NTPC floor price set at Rs 145, a 4.79% discount
The offer for sale (OFS) proposes to sell 78.32 crore shares. At the given floor price, the government could raise at least R11,353 crore — the largest OFS from a state-owned entity in the current fiscal — if the issue is fully-subscribed.
On BSE, NTPC closed 2.12% or R3.30 lower from the previous close of R152.30. The scrip has dropped nearly 10% in the last three months. Post-issue, the government’s holding in NTPC will fall to 75% from the current 84.50%.
In a poll conducted among brokerages and institutions by FE, market experts and analysts recommended subscribing to the issue from a long-term perspective, citing cheaper valuations. Further, likely power sector reforms, the company’s immunity to pricing and coal-linkages with Coal India would set the company in a favourable position, they said.
Citigroup Global Markets, Deutsche Equities, Goldman Sachs, Kotak Securities, Morgan Stanley India and SBI Capital Markets are the lead managers to the NTPC auction.
Last month, a JPMorgan research report gave a ‘neutral’ rating to NTPC. “We stay neutral ahead of imminent disinvestment of 9.5% stake which has contributed to the stock’s recent under-performance.. At 1.5x P/BV, NTPC looks cheap in a historical context and relative to regional utilities.

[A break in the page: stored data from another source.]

//! Markdown-to-page conversion.
//!
//! [`DocConverter`] turns one raw document into one complete HTML page:
//!
//! 1. Front matter is split off ([`crate::frontmatter`]).
//! 2. The body is rendered with [pulldown-cmark](https://docs.rs/pulldown-cmark)
//!    — tables, footnotes, strikethrough, and task lists enabled — and every
//!    heading gets a slugified `id` so same-document anchors are stable.
//! 3. Hyperlink targets ending in `.md` are rewritten to `.html`, so links
//!    between documents in the collection keep working in the generated
//!    site. The rewrite runs over `href` attribute values only; a `.md`
//!    mentioned in prose is left alone.
//! 4. The fragment and the page title are substituted into the page
//!    template at `{{BODY}}` and `{{TITLE}}`.
//!
//! The page title is the front-matter `title` when one is declared,
//! otherwise the document's file name as supplied by the caller. Conversion
//! itself never fails; the only error is an empty template at construction.

use pulldown_cmark::{Event, Options, Parser, Tag, TagEnd, html};
use std::collections::HashMap;
use thiserror::Error;

use crate::frontmatter;

#[derive(Error, Debug, PartialEq, Eq)]
pub enum ConvertError {
    #[error("HTML template is empty")]
    EmptyTemplate,
}

/// Converts raw markdown documents into full HTML pages.
///
/// Holds the page template, shared read-only across all conversions — a
/// single converter serves every parallel generation task.
#[derive(Debug)]
pub struct DocConverter {
    template: String,
}

impl DocConverter {
    /// Create a converter from page template text.
    ///
    /// The template should contain `{{TITLE}}` and `{{BODY}}` placeholders;
    /// a missing placeholder is tolerated (that substitution just never
    /// happens). An empty or whitespace-only template is rejected.
    pub fn new(template: &str) -> Result<Self, ConvertError> {
        if template.trim().is_empty() {
            return Err(ConvertError::EmptyTemplate);
        }
        Ok(Self {
            template: template.to_string(),
        })
    }

    /// Convert one document to a complete HTML page.
    ///
    /// `fallback_title` is the document's file name, used as the page title
    /// when the front matter doesn't declare one. Each placeholder is
    /// substituted at its first occurrence only.
    pub fn convert(&self, raw: &str, fallback_title: &str) -> String {
        let (front_matter, body) = frontmatter::extract(raw);
        let body_html = rewrite_doc_links(&render_markdown(body));
        let title = front_matter
            .and_then(|fm| fm.title)
            .unwrap_or_else(|| fallback_title.to_string());

        self.template
            .replacen("{{BODY}}", &body_html, 1)
            .replacen("{{TITLE}}", &title, 1)
    }
}

/// Render a markdown body to an HTML fragment with slugged heading ids.
fn render_markdown(body: &str) -> String {
    let options = Options::ENABLE_TABLES
        | Options::ENABLE_FOOTNOTES
        | Options::ENABLE_STRIKETHROUGH
        | Options::ENABLE_TASKLISTS;

    let mut events: Vec<Event> = Parser::new_ext(body, options).collect();
    assign_heading_ids(&mut events);

    let mut out = String::new();
    html::push_html(&mut out, events.into_iter());
    out
}

/// Give every heading an `id` derived from its text.
///
/// Repeated headings get a numeric suffix (`notes`, `notes-1`, `notes-2`)
/// so ids stay unique within one document.
fn assign_heading_ids(events: &mut [Event]) {
    let mut seen: HashMap<String, u32> = HashMap::new();

    for i in 0..events.len() {
        if !matches!(events[i], Event::Start(Tag::Heading { .. })) {
            continue;
        }

        let mut text = String::new();
        for event in &events[i + 1..] {
            match event {
                Event::End(TagEnd::Heading(_)) => break,
                Event::Text(t) | Event::Code(t) => text.push_str(t),
                _ => {}
            }
        }

        let slug = slugify(&text);
        if slug.is_empty() {
            continue;
        }
        let n = seen.entry(slug.clone()).or_insert(0);
        let id = if *n == 0 { slug } else { format!("{slug}-{n}") };
        *n += 1;

        if let Event::Start(Tag::Heading { id: slot, .. }) = &mut events[i] {
            *slot = Some(id.into());
        }
    }
}

/// Lowercase alphanumeric runs joined by single dashes.
///
/// `"Hello World"` → `"hello-world"`, `"Button (Primary)"` → `"button-primary"`.
fn slugify(text: &str) -> String {
    text.to_lowercase()
        .split(|c: char| !c.is_alphanumeric())
        .filter(|s| !s.is_empty())
        .collect::<Vec<_>>()
        .join("-")
}

/// Rewrite `href` attribute values ending in `.md` to end in `.html`.
///
/// Runs over the rendered fragment, so it covers markdown links and raw
/// inline HTML alike while never touching `.md` in visible text (quotes in
/// text are escaped to `&quot;` by the renderer, so `href="` only occurs
/// inside real tags).
fn rewrite_doc_links(fragment: &str) -> String {
    let mut out = String::with_capacity(fragment.len());
    let mut rest = fragment;

    while let Some(pos) = rest.find("href=\"") {
        let (head, tail) = rest.split_at(pos + "href=\"".len());
        out.push_str(head);

        let Some(end) = tail.find('"') else {
            // Unterminated attribute; emit as-is
            rest = tail;
            break;
        };
        let target = &tail[..end];
        match target.strip_suffix(".md") {
            Some(stem) => {
                out.push_str(stem);
                out.push_str(".html");
            }
            None => out.push_str(target),
        }
        rest = &tail[end..];
    }

    out.push_str(rest);
    out
}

Assuming the ‘greater good’ (coal price pooling) is inevitable, we see the current price as an attractive entry opportunity,” stated analysts Sumit Kishore and Deepika Mundra in the research note.

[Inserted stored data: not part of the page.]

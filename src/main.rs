use clap::Parser;
use remarq::generate::Generator;
use remarq::output;
use std::path::PathBuf;
use std::process::ExitCode;

#[derive(Parser)]
#[command(name = "remarq")]
#[command(about = "Static site generator for markdown note collections")]
#[command(long_about = "\
Static site generator for markdown note collections

Mirrors a source directory into a target directory: every .md file is
rendered to a styled .html page through the template, every other file is
copied unchanged, and relative paths are preserved. The target directory is
rebuilt from scratch on every run.

Documents may open with a front-matter block; its title becomes the page
title (the file name is the fallback):

  ---
  title: My Note
  ---
  # Heading

Links between documents (relative, ../-relative, or absolute) pointing at
.md files are rewritten to their .html counterparts, so the generated site
is self-contained.

The template is any UTF-8 HTML file containing the {{TITLE}} and {{BODY}}
placeholders.")]
#[command(version = env!("REMARQ_VERSION"))]
struct Cli {
    /// Directory containing the source documents
    source_dir: PathBuf,

    /// Directory the site is written to (deleted and recreated each run)
    target_dir: PathBuf,

    /// HTML template with {{TITLE}} and {{BODY}} placeholders
    template_file: PathBuf,

    /// Print one line per processed file
    #[arg(long)]
    verbose: bool,
}

fn main() -> ExitCode {
    let cli = match Cli::try_parse() {
        Ok(cli) => cli,
        Err(err) => {
            // Usage problems exit 1; --help and --version exit 0
            let code = u8::from(err.use_stderr());
            let _ = err.print();
            return ExitCode::from(code);
        }
    };

    let generator = match Generator::new(&cli.source_dir, &cli.target_dir, &cli.template_file) {
        Ok(generator) => generator,
        Err(err) => {
            eprintln!("Error: {err}");
            return ExitCode::from(1);
        }
    };

    let result = if cli.verbose {
        let (tx, rx) = std::sync::mpsc::channel();
        let printer = std::thread::spawn(move || {
            for progress in rx {
                output::print_file_progress(&progress);
            }
        });
        let result = generator.generate_with_progress(Some(tx));
        printer.join().unwrap();
        result
    } else {
        generator.generate()
    };

    match result {
        Ok(count) => {
            output::print_summary(count, &cli.source_dir, &cli.target_dir);
            ExitCode::SUCCESS
        }
        Err(err) => {
            eprintln!("Error: {err}");
            ExitCode::from(1)
        }
    }
}
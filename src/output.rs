//! CLI output formatting for generation runs.
//!
//! Each piece of output has a `format_*` function returning a plain string
//! and, where the CLI prints it directly, a `print_*` wrapper writing to
//! stdout. Format functions are pure — no I/O, no side effects — so tests
//! can assert on exact output without capturing stdout.
//!
//! ```text
//! notes/journal.md → notes/journal.html
//! notes/diagram.png → notes/diagram.png
//! Wrote 2 files from notes to site
//! ```

use crate::generate::FileProgress;
use std::path::Path;

/// One line per processed file: source relative path → destination
/// relative path. Identical paths on both sides mean a verbatim copy.
pub fn format_file_progress(progress: &FileProgress) -> String {
    format!(
        "{} → {}",
        progress.rel_path.display(),
        progress.dest_rel_path.display()
    )
}

/// The end-of-run summary line.
pub fn format_summary(count: usize, source_dir: &Path, target_dir: &Path) -> String {
    format!(
        "Wrote {} files from {} to {}",
        count,
        source_dir.display(),
        target_dir.display()
    )
}

pub fn print_file_progress(progress: &FileProgress) {
    println!("{}", format_file_progress(progress));
}

pub fn print_summary(count: usize, source_dir: &Path, target_dir: &Path) {
    println!("{}", format_summary(count, source_dir, target_dir));
}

If the government manages to raise Rs 12,000 crore from the NTPC auction, total divestment proceeds in the current financial year will touch Rs 22,000 crore. The government had set a divestment target of Rs 30,000 crore for FY13, which was revised to Rs 27,000 crore late last month.
OFS has become the preferred route for many companies looking at diluting promoter stake. The transaction is completed within market hours in a single day in a transparent manner. It is also one of the permitted route for promoters who want to bring down their holding to comply with the minimum public shareholding norms.